LEGOs. It’s nearly insane to contain them. My 6 year old has about a zillion. For his 6th birthday, we lavished him with organization. Hello, Container Store LEGO storage. We too have the sorting head, and LOVE it for all the random pieces. We have the Large Lego block storage containers, and store “sets” in those that are in plastic zip bags with their instructions. Only drawback to these containers are the round inverted “brick trapping” grooves in the bottom…so tiny Legos not in a bag get lodged. That said, they store a TON, Stack, and look bright and clean in his minimal room. We have several colors/sizes of these, and they “stack” like Legos…

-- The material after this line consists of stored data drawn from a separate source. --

//! Per-controller status reporting.
//!
//! After every sync attempt the controller loop records its current
//! degradation condition on the resource it touched, exactly once, without
//! retry: a failed write leaves the resource in a state that will trigger
//! another reconcile anyway, and retrying here could re-create a record
//! under a parent that a parallel reconcile just deleted.

use crate::clock::Clock;
use chrono::{DateTime, Utc};
use hcp_clients::store::{Docs, StoreBackend, StoreError};
use hcp_core::documents::ControllerDocument;
use hcp_core::{Condition, ConditionStatus, ResourceKey};
use std::sync::Arc;
use tracing::debug;

pub const CONDITION_DEGRADED: &str = "Degraded";
pub const REASON_NO_ERRORS: &str = "NoErrors";
pub const REASON_SYNC_ERROR: &str = "SyncError";

/// An edit applied to the controller record before it is written. The
/// second argument is the wall-clock time of this write.
pub type Mutation = Box<dyn FnOnce(&mut ControllerDocument, DateTime<Utc>) + Send>;

/// Replaces the condition with `incoming`'s type in place, or appends it,
/// keeping at most one condition per type. The last-transition time is
/// preserved when the status did not change.
pub fn set_condition(conditions: &mut Vec<Condition>, incoming: Condition) {
    match conditions.iter_mut().find(|c| c.type_ == incoming.type_) {
        Some(existing) => {
            let unchanged = existing.status == incoming.status;
            let previous_transition = existing.last_transition_time;
            *existing = incoming;
            if unchanged {
                existing.last_transition_time = previous_transition;
            }
        }
        None => conditions.push(incoming),
    }
}

/// The degradation condition mutation for one sync outcome.
#[must_use]
pub fn degraded_mutation(error: Option<String>) -> Mutation {
    Box::new(move |record, now| {
        let condition = match error {
            Some(message) => Condition::new(
                CONDITION_DEGRADED,
                ConditionStatus::True,
                REASON_SYNC_ERROR,
                message,
                now,
            ),
            None => Condition::new(
                CONDITION_DEGRADED,
                ConditionStatus::False,
                REASON_NO_ERRORS,
                "sync succeeded",
                now,
            ),
        };
        set_condition(&mut record.conditions, condition);
    })
}

/// Structural equality that disregards last-transition times for conditions
/// whose status matches, so refreshed-but-unchanged conditions do not force
/// a write.
#[must_use]
pub fn conditions_equivalent(a: &[Condition], b: &[Condition]) -> bool {
    a.len() == b.len()
        && a.iter().all(|ca| {
            b.iter().any(|cb| {
                ca.type_ == cb.type_
                    && ca.status == cb.status
                    && ca.reason == cb.reason
                    && ca.message == cb.message
            })
        })
}

#[must_use]
pub fn records_equivalent(a: &ControllerDocument, b: &ControllerDocument) -> bool {
    a.id == b.id
        && a.controller_name == b.controller_name
        && conditions_equivalent(&a.conditions, &b.conditions)
}

/// Writes controller records with a single read-modify-write cycle.
#[derive(Clone)]
pub struct StatusWriter {
    records: Docs<ControllerDocument>,
    clock: Arc<dyn Clock>,
}

impl StatusWriter {
    #[must_use]
    pub fn new(backend: Arc<dyn StoreBackend>, clock: Arc<dyn Clock>) -> Self {
        Self {
            records: Docs::new(backend),
            clock,
        }
    }

    /// Reads the controller record under `key` (constructing the zero
    /// record on first observation), applies `mutations` in order, and
    /// writes the result back unless it is equivalent to what is stored.
    ///
    /// Conflicts are **not** retried; the enclosing reconcile loop is the
    /// single retry authority.
    pub async fn write_controller<K: ResourceKey>(
        &self,
        key: &K,
        controller_name: &str,
        mutations: Vec<Mutation>,
    ) -> Result<(), StoreError> {
        let zero = key.controller_record(controller_name);
        let existing = self.records.try_get(&zero.id).await?;

        let mut desired = existing.clone().unwrap_or(zero);
        let now = self.clock.now();
        for mutation in mutations {
            mutation(&mut desired, now);
        }

        match existing {
            Some(existing) if records_equivalent(&existing, &desired) => {
                debug!(key = %key, controller = controller_name, "controller record unchanged");
                Ok(())
            }
            Some(_) => self.records.replace(&desired).await,
            None => self.records.create(&desired).await,
        }
    }
}

#[cfg(test)]
mod tests {
    use super::*;
    use crate::clock::ManualClock;
    use hcp_clients::store::MemoryStore;
    use hcp_core::ClusterKey;

    fn ts(s: &str) -> DateTime<Utc> {
        s.parse().unwrap()
    }

    #[test]
    fn set_condition_appends_and_replaces_in_place() {
        let mut conditions = Vec::new();
        set_condition(
            &mut conditions,
            Condition::new("Degraded", ConditionStatus::False, "NoErrors", "ok", ts("2026-03-01T00:00:00Z")),
        );
        set_condition(
            &mut conditions,
            Condition::new("Available", ConditionStatus::True, "Ready", "up", ts("2026-03-01T00:00:00Z")),
        );
        set_condition(
            &mut conditions,
            Condition::new("Degraded", ConditionStatus::True, "SyncError", "boom", ts("2026-03-01T00:05:00Z")),
        );
        assert_eq!(conditions.len(), 2);
        assert_eq!(conditions[0].type_, "Degraded");
        assert_eq!(conditions[0].status, ConditionStatus::True);
    }

    #[test]
    fn transition_time_moves_only_with_status() {
        let mut conditions = vec![Condition::new(
            "Degraded",
            ConditionStatus::False,
            "NoErrors",
            "ok",
            ts("2026-03-01T00:00:00Z"),
        )];
        // Same status, new reason: timestamp preserved.
        set_condition(
            &mut conditions,
            Condition::new("Degraded", ConditionStatus::False, "Settled", "ok", ts("2026-03-01T01:00:00Z")),
        );
        assert_eq!(conditions[0].reason, "Settled");
        assert_eq!(conditions[0].last_transition_time, ts("2026-03-01T00:00:00Z"));
        // Status flip: timestamp moves.
        set_condition(
            &mut conditions,
            Condition::new("Degraded", ConditionStatus::True, "SyncError", "boom", ts("2026-03-01T02:00:00Z")),
        );
        assert_eq!(conditions[0].last_transition_time, ts("2026-03-01T02:00:00Z"));
    }

    #[test]
    fn equivalence_ignores_transition_times() {
        let a = vec![Condition::new("Degraded", ConditionStatus::False, "NoErrors", "ok", ts("2026-03-01T00:00:00Z"))];
        let b = vec![Condition::new("Degraded", ConditionStatus::False, "NoErrors", "ok", ts("2026-06-01T00:00:00Z"))];
        assert!(conditions_equivalent(&a, &b));

        let c = vec![Condition::new("Degraded", ConditionStatus::True, "SyncError", "ok", ts("2026-03-01T00:00:00Z"))];
        assert!(!conditions_equivalent(&a, &c));
        assert!(!conditions_equivalent(&a, &[]));
    }

    fn writer(store: &Arc<MemoryStore>, clock: &ManualClock) -> StatusWriter {
        StatusWriter::new(
            Arc::clone(store) as Arc<dyn StoreBackend>,
            Arc::new(clock.clone()),
        )
    }

    #[tokio::test]
    async fn first_observation_creates_the_record() {
        let store = Arc::new(MemoryStore::new());
        let clock = ManualClock::at(ts("2026-03-01T00:00:00Z"));
        let writer = writer(&store, &clock);
        let key = ClusterKey::new("sub1", "rg1", "c1");

        writer
            .write_controller(&key, "clusterDrift", vec![degraded_mutation(None)])
            .await
            .unwrap();

        let records = Docs::<ControllerDocument>::new(Arc::clone(&store) as Arc<dyn StoreBackend>);
        let record = records.get(&key.controller_record("clusterDrift").id).await.unwrap();
        assert_eq!(record.controller_name, "clusterDrift");
        assert_eq!(record.conditions.len(), 1);
        assert_eq!(record.conditions[0].status, ConditionStatus::False);
        assert_eq!(record.conditions[0].reason, REASON_NO_ERRORS);
    }

    #[tokio::test]
    async fn unchanged_outcome_issues_no_write() {
        let store = Arc::new(MemoryStore::new());
        let clock = ManualClock::at(ts("2026-03-01T00:00:00Z"));
        let writer = writer(&store, &clock);
        let key = ClusterKey::new("sub1", "rg1", "c1");

        writer
            .write_controller(&key, "clusterDrift", vec![degraded_mutation(None)])
            .await
            .unwrap();
        let records = Docs::<ControllerDocument>::new(Arc::clone(&store) as Arc<dyn StoreBackend>);
        let first = records.get(&key.controller_record("clusterDrift").id).await.unwrap();

        // A later identical outcome: lastTransitionTime preserved exactly.
        clock.advance(chrono::Duration::hours(1));
        writer
            .write_controller(&key, "clusterDrift", vec![degraded_mutation(None)])
            .await
            .unwrap();
        let second = records.get(&key.controller_record("clusterDrift").id).await.unwrap();
        assert_eq!(second, first);
        assert_eq!(second.conditions[0].last_transition_time, ts("2026-03-01T00:00:00Z"));
    }

    #[tokio::test]
    async fn status_flip_rewrites_and_restamps() {
        let store = Arc::new(MemoryStore::new());
        let clock = ManualClock::at(ts("2026-03-01T00:00:00Z"));
        let writer = writer(&store, &clock);
        let key = ClusterKey::new("sub1", "rg1", "c1");

        writer
            .write_controller(&key, "clusterDrift", vec![degraded_mutation(None)])
            .await
            .unwrap();
        clock.advance(chrono::Duration::minutes(5));
        writer
            .write_controller(
                &key,
                "clusterDrift",
                vec![degraded_mutation(Some("remote lookup failed".into()))],
            )
            .await
            .unwrap();

        let records = Docs::<ControllerDocument>::new(Arc::clone(&store) as Arc<dyn StoreBackend>);
        let record = records.get(&key.controller_record("clusterDrift").id).await.unwrap();
        assert_eq!(record.conditions[0].status, ConditionStatus::True);
        assert_eq!(record.conditions[0].reason, REASON_SYNC_ERROR);
        assert_eq!(record.conditions[0].last_transition_time, ts("2026-03-01T00:05:00Z"));
    }

    #[tokio::test]
    async fn mutations_apply_in_order() {
        let store = Arc::new(MemoryStore::new());
        let clock = ManualClock::at(ts("2026-03-01T00:00:00Z"));
        let writer = writer(&store, &clock);
        let key = ClusterKey::new("sub1", "rg1", "c1");

        writer
            .write_controller(
                &key,
                "clusterDrift",
                vec![
                    degraded_mutation(Some("first".into())),
                    degraded_mutation(None),
                ],
            )
            .await
            .unwrap();

        let records = Docs::<ControllerDocument>::new(Arc::clone(&store) as Arc<dyn StoreBackend>);
        let record = records.get(&key.controller_record("clusterDrift").id).await.unwrap();
        assert_eq!(record.conditions.len(), 1);
        assert_eq!(record.conditions[0].status, ConditionStatus::False);
    }
}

We also have 4 or so “project boxes” — these are fantastic for works-in-progress, small built items and travel…we LOVE these also and they are a snap to open/close without parent help. We do not have the rack system, but bought several cases separately…

Lastly, he has a few of the minifigure “display cases” — but he crams 2 figures per slot, and it helps him sort out random people, or civic people [he has a lot of the City line...] so he can cull them for easy/quick play…these also “stack” like Legos, and have clear fronts to quickly “see” the figures.

I’ve been tempted to pick up a few of the smaller heads for random minifigure pieces, but we haven’t yet.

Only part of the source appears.